Natasha is Arshile Gorky’s daughter. She is a founding member of the Gorky Foundation (2005–present) and lives in London.
Kathy is founder and CEO of Katherine Komaroff Fine Arts, Inc. and was the co-owner of the James Goodman Gallery. She was a founding member of the Joseph Campbell Foundation. In 2013, she received her M.S. in Negotiation and Conflict Resolution from Columbia University and currently mediates, teaches, and coaches. She also continues to advise art collectors.
Sarah is a member of the Highstead Foundation (1984-present) and the Paris Review Foundation (2003-present).
Cosima is Arshile Gorky’s granddaughter. She is a film director, producer, and writer who lives in London. In 2011 she directed Without Gorky, a documentary about her grandfather’s personal and artistic legacy.
Parker directs the vision of the Foundation with the Board of Directors and oversees the various operations of the Arshile Gorky Foundation.

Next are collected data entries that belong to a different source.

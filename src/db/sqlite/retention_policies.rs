use async_trait::async_trait;
use sqlx::{Row, SqlitePool, sqlite::SqliteRow};

use super::common::insert_audit_entry;
use crate::{
    db::{
        error::{DbError, DbResult},
        repos::RetentionPolicyRepo,
    },
    models::{NewAuditEntry, PolicyType, RetentionPolicy, UpsertRetentionPolicy},
};

pub struct SqliteRetentionPolicyRepo {
    pool: SqlitePool,
}

impl SqliteRetentionPolicyRepo {
    pub fn new(pool: SqlitePool) -> Self {
        Self { pool }
    }

    /// Rows with an unrecognised policy type yield `None` so callers can skip them.
    fn parse_row(row: &SqliteRow) -> Option<RetentionPolicy> {
        let raw_type: String = row.get("policy_type");
        let policy_key: String = row.get("policy_key");
        let policy_type = match raw_type.parse::<PolicyType>() {
            Ok(t) => t,
            Err(e) => {
                tracing::warn!(
                    policy_type = %raw_type,
                    policy_key = %policy_key,
                    error = %e,
                    "Skipping retention policy row with unknown type"
                );
                return None;
            }
        };

        Some(RetentionPolicy {
            policy_type,
            policy_key,
            retention_days: row.get("retention_days"),
            is_active: row.get("is_active"),
            description: row.get("description"),
            updated_at: row.get("updated_at"),
        })
    }
}

#[async_trait]
impl RetentionPolicyRepo for SqliteRetentionPolicyRepo {
    async fn list(&self, active_only: bool) -> DbResult<Vec<RetentionPolicy>> {
        let sql = if active_only {
            "SELECT policy_type, policy_key, retention_days, is_active, description, updated_at \
             FROM retention_policies WHERE is_active = 1 ORDER BY policy_type, policy_key"
        } else {
            "SELECT policy_type, policy_key, retention_days, is_active, description, updated_at \
             FROM retention_policies ORDER BY policy_type, policy_key"
        };
        let rows = sqlx::query(sql).fetch_all(&self.pool).await?;

        Ok(rows.iter().filter_map(Self::parse_row).collect())
    }

    async fn get(
        &self,
        policy_type: PolicyType,
        policy_key: &str,
    ) -> DbResult<Option<RetentionPolicy>> {
        let row = sqlx::query(
            r#"
            SELECT policy_type, policy_key, retention_days, is_active, description, updated_at
            FROM retention_policies
            WHERE policy_type = ? AND policy_key = ?
            "#,
        )
        .bind(policy_type.to_string())
        .bind(policy_key)
        .fetch_optional(&self.pool)
        .await?;

        Ok(row.as_ref().and_then(Self::parse_row))
    }

    async fn upsert(
        &self,
        policy_type: PolicyType,
        policy_key: &str,
        input: UpsertRetentionPolicy,
        audit: NewAuditEntry,
    ) -> DbResult<RetentionPolicy> {
        let updated_at = audit.timestamp;
        let mut tx = self.pool.begin().await?;

        sqlx::query(
            r#"
            INSERT INTO retention_policies (
                policy_type, policy_key, retention_days, is_active, description, updated_at
            )
            VALUES (?, ?, ?, 1, ?, ?)
            ON CONFLICT (policy_type, policy_key) DO UPDATE SET
                retention_days = excluded.retention_days,
                is_active = 1,
                description = excluded.description,
                updated_at = excluded.updated_at
            "#,
        )
        .bind(policy_type.to_string())
        .bind(policy_key)
        .bind(input.retention_days)
        .bind(&input.description)
        .bind(updated_at)
        .execute(&mut *tx)
        .await?;

        insert_audit_entry(&mut *tx, audit).await?;
        tx.commit().await?;

        Ok(RetentionPolicy {
            policy_type,
            policy_key: policy_key.to_string(),
            retention_days: input.retention_days,
            is_active: true,
            description: input.description,
            updated_at,
        })
    }

    async fn deactivate(
        &self,
        policy_type: PolicyType,
        policy_key: &str,
        audit: NewAuditEntry,
    ) -> DbResult<()> {
        let mut tx = self.pool.begin().await?;

        let result = sqlx::query(
            r#"
            UPDATE retention_policies
            SET is_active = 0, updated_at = ?
            WHERE policy_type = ? AND policy_key = ? AND is_active = 1
            "#,
        )
        .bind(audit.timestamp)
        .bind(policy_type.to_string())
        .bind(policy_key)
        .execute(&mut *tx)
        .await?;

        if result.rows_affected() == 0 {
            return Err(DbError::NotFound);
        }

        insert_audit_entry(&mut *tx, audit).await?;
        tx.commit().await?;
        Ok(())
    }
}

He is also managing editor and contributor to the Arshile Gorky Catalogue Raisonné–a project he intitally began working on in 2015 as a researcher. Before taking over directorship of the Foundation, Parker worked with the Jan I Brueghel Drawings Catalogue Raisonné and as a researcher for The Paintings, Watercolors and Drawings of Paul Cezanne, an online catalogue raisonné (2019).
Eileen joined the catalogue raisonné project in 2019. She is editor and project director of the recently published Jasper Johns Catalogue Raisonné of Drawing, a Menil Foundation/Yale University Press publication (2018). She has served as advisor to the Ad Reinhardt Catalogue Raisonné and is working with the Tony Smith Foundation on the catalogue raisonné of Smith's architectural work. Dr. Costello has taught at Hunter College, City University of New York, and has lectured on abstract expressionism, and participated in panels on catalogue raisonné research at the Museum of Modern Art, New York; the National Gallery of Art, Washington, D.C.; the Menil Collection, Houston; the Rothko Chapel, Houston; Stony Brook University; Pollock-Krasner House, East Hampton, N.Y.; and Kettle's Yard, Cambridge. She has written catalogue essays and articles on postwar American art and is author of the monograph Brice Marden (Phaidon 2013). She received her Ph.D from the University of Texas at Austin.

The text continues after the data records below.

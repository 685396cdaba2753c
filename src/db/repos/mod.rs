mod audit_entries;
mod exports;
mod retention_policies;

pub use audit_entries::*;
pub use exports::*;
pub use retention_policies::*;
//! Retention rules and eviction decisions.
//!
//! - [`calculator`]: how many days an export may live
//! - [`planner`]: which exports to remove under storage pressure
//! - [`worker`]: sweep and emergency-cleanup passes driven by the scheduler

pub mod calculator;
pub mod planner;
mod worker;

pub use calculator::{PolicySnapshot, RetentionDecision, calculate};
pub use planner::{EvictionPhase, EvictionPlan, PlannedEviction, PlannerSettings, plan};
pub use worker::{
    SweepReport, run_emergency_cleanup, run_expiring_check, run_expiry_batch, run_maintenance,
};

As an independent researcher, Julia has over two decades of experience investigating and documenting works of art in private collections with a special focus on provenance, exhibition, and literature histories. She has also been engaged in research projects for the Metropolitan Museum of Art, International Foundation for Art Research, and MacAndrews and Forbes Holdings, Inc. Julia has written catalogue essays and is a contributor to the exhibition catalogue Picasso and American Art (Whitney Museum of American Art, New York, 2006). She holds a Master’s degree in art history from Hunter College, City University of New York and a Bachelor of Arts degree in art history from Connecticut College.
Anna has conducted research and managed artists’ archives at Gagosian Gallery, New York, and Hauser & Wirth, New York, where she also worked on editorial projects and assisted in devising an archival inventory system for a collection of mixed-media installations and works on paper by Louise Bourgeois. She has ventured in publishing and participated in the New York Art Book Fair, MoMA PS1. Anna holds a Master of Philosophy in the history of art and architecture from Cambridge University, where one area of her research focused on the intersections of new media, narrative form, and digital archiving.